What this task involves
Exactly as they appear below, repeat the lines from the one with "use crate::standard::Identifier;" through the one with "#[derive(Debug, Clone, PartialEq)]", and no others.

━━━━━ Records to process

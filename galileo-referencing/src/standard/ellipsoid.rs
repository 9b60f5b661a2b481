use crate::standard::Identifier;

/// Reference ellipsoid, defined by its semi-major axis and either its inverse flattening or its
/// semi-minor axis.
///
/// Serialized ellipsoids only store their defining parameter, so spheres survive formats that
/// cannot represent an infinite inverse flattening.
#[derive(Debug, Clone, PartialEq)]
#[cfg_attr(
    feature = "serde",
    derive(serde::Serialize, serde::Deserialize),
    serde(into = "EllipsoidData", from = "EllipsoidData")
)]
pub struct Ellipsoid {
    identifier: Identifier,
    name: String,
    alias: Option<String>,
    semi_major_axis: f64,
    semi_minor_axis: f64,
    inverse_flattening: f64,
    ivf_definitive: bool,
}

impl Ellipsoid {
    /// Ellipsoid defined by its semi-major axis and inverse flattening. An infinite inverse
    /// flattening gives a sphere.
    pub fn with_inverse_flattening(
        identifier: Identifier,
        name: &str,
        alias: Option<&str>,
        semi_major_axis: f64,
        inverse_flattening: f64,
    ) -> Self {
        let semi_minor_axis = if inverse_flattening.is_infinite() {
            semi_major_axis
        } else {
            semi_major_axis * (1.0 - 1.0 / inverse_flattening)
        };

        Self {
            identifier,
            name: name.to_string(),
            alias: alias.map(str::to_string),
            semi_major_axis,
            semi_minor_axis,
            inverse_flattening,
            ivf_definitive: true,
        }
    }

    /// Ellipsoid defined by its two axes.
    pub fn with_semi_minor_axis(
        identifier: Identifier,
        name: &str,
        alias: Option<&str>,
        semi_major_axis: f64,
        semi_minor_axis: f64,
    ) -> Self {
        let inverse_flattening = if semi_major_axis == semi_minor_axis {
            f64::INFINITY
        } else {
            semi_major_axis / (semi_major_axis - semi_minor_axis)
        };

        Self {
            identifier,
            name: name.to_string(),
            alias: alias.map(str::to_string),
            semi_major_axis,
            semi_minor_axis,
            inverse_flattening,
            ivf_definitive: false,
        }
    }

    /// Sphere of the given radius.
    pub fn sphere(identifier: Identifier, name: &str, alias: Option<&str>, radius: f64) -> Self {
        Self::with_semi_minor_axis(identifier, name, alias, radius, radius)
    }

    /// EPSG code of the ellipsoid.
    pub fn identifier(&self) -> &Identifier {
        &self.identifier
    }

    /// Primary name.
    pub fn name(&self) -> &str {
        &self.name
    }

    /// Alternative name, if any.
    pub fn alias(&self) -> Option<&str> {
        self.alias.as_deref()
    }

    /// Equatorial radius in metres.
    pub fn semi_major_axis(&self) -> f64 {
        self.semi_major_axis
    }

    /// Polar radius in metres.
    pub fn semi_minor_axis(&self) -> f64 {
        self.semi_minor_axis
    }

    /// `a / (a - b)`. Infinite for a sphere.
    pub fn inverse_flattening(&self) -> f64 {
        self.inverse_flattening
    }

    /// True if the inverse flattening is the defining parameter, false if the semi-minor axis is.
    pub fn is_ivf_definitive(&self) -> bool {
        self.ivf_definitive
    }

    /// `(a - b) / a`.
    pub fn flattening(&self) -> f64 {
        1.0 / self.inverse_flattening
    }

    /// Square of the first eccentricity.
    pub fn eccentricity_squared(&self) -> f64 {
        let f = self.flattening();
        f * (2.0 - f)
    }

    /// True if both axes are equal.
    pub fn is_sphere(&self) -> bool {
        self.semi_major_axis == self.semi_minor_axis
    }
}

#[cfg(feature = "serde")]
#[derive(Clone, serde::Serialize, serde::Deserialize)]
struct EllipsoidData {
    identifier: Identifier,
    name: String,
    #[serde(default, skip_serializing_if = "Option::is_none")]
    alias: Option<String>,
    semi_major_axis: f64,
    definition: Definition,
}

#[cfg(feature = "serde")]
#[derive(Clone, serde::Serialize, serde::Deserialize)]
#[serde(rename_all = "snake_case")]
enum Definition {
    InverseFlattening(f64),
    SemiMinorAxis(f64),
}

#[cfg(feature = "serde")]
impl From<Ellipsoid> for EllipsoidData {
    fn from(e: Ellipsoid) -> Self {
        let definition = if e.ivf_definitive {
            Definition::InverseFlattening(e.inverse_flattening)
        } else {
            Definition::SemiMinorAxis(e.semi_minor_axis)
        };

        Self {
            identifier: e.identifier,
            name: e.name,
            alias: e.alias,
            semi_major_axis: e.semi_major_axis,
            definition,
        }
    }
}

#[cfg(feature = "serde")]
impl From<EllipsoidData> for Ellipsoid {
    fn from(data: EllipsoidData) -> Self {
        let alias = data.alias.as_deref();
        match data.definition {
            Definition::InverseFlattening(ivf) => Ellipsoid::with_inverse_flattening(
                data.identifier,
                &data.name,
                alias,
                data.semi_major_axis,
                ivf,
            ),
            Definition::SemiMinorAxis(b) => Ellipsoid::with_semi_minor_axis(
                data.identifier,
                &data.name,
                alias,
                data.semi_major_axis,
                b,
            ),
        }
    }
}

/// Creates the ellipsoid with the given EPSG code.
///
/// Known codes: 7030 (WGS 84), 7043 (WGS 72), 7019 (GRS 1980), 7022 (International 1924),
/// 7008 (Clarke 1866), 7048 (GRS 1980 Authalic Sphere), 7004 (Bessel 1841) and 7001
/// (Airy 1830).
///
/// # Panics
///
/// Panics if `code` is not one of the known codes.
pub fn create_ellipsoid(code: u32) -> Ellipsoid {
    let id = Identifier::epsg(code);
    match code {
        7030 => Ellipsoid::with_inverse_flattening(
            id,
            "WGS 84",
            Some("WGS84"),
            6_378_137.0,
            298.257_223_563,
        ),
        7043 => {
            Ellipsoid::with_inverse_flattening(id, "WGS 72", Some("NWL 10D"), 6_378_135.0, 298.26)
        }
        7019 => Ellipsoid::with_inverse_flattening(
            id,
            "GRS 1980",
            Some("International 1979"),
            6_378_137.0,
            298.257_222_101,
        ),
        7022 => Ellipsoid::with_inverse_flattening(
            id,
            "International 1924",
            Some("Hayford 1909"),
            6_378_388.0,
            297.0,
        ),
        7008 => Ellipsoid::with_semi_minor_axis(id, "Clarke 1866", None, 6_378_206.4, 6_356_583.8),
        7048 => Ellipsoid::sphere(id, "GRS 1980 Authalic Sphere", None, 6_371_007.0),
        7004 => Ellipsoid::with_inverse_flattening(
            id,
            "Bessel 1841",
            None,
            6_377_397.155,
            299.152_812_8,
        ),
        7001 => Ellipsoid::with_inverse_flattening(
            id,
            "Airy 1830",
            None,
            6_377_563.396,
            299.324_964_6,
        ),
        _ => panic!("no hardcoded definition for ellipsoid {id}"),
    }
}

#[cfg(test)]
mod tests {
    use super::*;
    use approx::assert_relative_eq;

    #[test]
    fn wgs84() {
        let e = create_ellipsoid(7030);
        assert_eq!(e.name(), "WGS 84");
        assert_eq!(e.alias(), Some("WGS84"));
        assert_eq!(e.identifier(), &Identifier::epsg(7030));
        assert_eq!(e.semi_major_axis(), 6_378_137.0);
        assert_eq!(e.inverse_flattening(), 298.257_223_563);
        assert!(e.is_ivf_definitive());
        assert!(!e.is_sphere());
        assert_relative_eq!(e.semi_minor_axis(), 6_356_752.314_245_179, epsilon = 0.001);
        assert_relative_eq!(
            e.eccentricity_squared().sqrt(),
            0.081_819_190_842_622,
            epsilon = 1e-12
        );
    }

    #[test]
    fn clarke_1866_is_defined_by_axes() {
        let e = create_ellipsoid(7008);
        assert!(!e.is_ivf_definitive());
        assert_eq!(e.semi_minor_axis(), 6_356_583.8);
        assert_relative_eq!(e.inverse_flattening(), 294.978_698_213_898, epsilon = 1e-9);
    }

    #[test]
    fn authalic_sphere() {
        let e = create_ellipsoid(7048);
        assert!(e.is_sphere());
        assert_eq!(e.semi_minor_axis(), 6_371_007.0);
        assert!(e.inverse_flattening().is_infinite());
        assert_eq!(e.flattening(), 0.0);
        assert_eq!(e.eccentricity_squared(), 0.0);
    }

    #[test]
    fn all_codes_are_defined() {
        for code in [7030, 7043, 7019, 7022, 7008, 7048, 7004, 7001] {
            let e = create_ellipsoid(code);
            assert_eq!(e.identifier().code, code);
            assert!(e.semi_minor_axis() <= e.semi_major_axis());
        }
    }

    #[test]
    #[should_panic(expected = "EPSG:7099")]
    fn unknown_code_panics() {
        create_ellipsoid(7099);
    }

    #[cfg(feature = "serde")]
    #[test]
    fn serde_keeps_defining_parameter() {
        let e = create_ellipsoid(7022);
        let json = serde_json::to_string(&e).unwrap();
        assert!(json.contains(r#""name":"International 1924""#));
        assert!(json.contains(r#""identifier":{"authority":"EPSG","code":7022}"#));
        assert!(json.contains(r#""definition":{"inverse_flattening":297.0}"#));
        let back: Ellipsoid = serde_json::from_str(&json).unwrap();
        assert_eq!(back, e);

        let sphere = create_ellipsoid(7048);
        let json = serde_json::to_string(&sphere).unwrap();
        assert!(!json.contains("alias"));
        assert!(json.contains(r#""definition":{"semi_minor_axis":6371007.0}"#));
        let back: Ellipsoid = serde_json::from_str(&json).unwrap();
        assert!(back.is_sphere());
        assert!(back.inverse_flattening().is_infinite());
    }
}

━━━━━━━━━━
━━━━━ Records to process

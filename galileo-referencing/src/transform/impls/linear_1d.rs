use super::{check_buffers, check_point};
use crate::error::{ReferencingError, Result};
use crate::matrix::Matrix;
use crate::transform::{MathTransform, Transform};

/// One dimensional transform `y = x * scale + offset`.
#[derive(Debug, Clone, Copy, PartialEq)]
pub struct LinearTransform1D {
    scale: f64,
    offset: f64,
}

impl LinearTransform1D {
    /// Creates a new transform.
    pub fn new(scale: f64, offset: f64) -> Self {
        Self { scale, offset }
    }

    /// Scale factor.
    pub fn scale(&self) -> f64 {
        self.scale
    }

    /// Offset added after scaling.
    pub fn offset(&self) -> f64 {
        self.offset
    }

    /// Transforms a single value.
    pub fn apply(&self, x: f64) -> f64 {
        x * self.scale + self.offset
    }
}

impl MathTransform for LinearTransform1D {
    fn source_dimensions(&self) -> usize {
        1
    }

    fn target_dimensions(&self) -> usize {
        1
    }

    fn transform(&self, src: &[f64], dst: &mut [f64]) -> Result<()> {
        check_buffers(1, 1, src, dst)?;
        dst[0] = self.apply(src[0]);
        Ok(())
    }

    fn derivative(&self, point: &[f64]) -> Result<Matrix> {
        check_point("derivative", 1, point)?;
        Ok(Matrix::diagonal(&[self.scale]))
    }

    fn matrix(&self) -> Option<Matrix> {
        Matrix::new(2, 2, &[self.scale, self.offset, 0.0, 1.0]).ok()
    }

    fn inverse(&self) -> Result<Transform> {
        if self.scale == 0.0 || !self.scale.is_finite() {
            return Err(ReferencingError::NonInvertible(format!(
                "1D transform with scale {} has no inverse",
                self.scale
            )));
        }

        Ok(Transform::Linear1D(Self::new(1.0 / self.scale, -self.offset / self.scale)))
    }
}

━━━━━━━━━━
━━━━━ Records to process

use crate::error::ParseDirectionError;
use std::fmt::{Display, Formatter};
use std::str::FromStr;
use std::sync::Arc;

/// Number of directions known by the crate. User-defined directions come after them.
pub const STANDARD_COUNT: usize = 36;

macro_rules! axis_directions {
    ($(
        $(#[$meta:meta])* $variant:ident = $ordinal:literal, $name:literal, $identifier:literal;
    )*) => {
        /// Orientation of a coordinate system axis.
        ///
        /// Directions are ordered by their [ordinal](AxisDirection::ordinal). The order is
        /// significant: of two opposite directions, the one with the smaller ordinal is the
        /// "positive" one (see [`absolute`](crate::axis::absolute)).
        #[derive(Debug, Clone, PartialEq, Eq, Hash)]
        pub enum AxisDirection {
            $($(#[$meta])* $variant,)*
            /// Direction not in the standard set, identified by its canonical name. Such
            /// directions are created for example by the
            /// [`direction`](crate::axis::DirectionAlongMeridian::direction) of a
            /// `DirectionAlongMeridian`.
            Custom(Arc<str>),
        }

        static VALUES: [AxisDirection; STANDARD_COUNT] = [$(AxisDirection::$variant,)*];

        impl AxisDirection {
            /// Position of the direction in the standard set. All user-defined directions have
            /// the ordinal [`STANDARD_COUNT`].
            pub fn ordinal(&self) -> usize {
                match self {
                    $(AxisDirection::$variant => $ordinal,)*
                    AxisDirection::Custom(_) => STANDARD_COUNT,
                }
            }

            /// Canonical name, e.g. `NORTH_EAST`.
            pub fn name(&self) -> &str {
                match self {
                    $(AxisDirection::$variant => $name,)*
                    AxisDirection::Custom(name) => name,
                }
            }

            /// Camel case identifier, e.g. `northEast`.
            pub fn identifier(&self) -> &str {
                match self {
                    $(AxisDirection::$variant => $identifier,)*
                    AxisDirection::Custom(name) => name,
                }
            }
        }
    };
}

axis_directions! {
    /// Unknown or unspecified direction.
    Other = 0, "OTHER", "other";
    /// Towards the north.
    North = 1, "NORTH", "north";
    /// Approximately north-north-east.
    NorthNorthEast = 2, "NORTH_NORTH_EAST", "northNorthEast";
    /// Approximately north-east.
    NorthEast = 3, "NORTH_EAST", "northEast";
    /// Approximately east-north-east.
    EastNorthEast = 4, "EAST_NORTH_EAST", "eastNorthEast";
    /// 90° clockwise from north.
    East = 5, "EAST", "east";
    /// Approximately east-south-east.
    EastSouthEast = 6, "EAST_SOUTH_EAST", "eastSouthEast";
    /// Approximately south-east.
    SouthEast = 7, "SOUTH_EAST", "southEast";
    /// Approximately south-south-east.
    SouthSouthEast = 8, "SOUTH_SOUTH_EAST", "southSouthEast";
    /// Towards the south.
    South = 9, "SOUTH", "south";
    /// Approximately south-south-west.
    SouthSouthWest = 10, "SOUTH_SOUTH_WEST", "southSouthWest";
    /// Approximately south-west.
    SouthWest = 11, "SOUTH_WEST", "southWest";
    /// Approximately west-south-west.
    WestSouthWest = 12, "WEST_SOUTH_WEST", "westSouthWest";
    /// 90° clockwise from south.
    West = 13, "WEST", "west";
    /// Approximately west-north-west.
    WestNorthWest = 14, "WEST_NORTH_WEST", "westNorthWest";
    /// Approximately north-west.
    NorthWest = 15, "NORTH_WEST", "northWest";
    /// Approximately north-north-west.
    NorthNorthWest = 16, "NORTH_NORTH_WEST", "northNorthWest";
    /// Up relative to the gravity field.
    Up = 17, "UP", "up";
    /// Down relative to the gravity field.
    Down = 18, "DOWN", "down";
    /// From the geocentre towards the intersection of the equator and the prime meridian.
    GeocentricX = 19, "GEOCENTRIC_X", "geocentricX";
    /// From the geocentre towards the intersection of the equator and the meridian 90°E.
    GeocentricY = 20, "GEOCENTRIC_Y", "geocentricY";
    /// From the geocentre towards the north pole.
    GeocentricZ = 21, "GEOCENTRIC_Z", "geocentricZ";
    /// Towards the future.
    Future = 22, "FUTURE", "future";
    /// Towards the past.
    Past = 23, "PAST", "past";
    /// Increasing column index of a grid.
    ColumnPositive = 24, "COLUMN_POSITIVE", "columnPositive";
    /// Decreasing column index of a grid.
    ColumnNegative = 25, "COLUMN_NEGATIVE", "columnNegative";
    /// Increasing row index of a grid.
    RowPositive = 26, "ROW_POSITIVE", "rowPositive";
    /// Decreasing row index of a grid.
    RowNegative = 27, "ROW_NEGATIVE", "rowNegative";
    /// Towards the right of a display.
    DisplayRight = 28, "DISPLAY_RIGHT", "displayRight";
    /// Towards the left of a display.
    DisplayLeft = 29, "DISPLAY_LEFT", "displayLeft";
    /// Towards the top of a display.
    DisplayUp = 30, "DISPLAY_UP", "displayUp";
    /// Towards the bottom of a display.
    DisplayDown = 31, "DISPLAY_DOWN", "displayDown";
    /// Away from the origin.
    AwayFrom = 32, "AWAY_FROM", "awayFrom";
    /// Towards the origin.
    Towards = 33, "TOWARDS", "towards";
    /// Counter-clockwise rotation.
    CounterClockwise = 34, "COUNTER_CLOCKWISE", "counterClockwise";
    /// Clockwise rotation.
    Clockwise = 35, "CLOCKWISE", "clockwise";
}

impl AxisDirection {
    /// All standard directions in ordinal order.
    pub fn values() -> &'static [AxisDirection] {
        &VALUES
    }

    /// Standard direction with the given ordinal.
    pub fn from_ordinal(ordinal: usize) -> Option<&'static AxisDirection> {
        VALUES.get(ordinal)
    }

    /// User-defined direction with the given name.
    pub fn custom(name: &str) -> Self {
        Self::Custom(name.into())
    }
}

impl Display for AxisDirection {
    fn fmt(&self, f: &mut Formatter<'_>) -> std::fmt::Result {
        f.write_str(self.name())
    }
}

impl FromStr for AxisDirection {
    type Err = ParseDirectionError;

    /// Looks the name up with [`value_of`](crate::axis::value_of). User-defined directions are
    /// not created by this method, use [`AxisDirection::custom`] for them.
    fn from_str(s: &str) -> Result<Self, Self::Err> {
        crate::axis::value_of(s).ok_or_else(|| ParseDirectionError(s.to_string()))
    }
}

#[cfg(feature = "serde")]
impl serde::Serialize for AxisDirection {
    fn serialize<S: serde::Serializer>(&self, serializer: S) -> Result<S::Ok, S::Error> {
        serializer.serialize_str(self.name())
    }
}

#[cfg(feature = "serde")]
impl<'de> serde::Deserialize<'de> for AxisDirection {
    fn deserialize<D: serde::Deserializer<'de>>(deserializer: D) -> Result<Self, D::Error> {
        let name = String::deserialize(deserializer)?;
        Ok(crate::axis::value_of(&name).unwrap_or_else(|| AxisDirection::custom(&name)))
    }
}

━━━━━━━━━━

Answer box
use crate::standard::Identifier;

/// Reference ellipsoid, defined by its semi-major axis and either its inverse flattening or its
/// semi-minor axis.
///
/// Serialized ellipsoids only store their defining parameter, so spheres survive formats that
/// cannot represent an infinite inverse flattening.
#[derive(Debug, Clone, PartialEq)]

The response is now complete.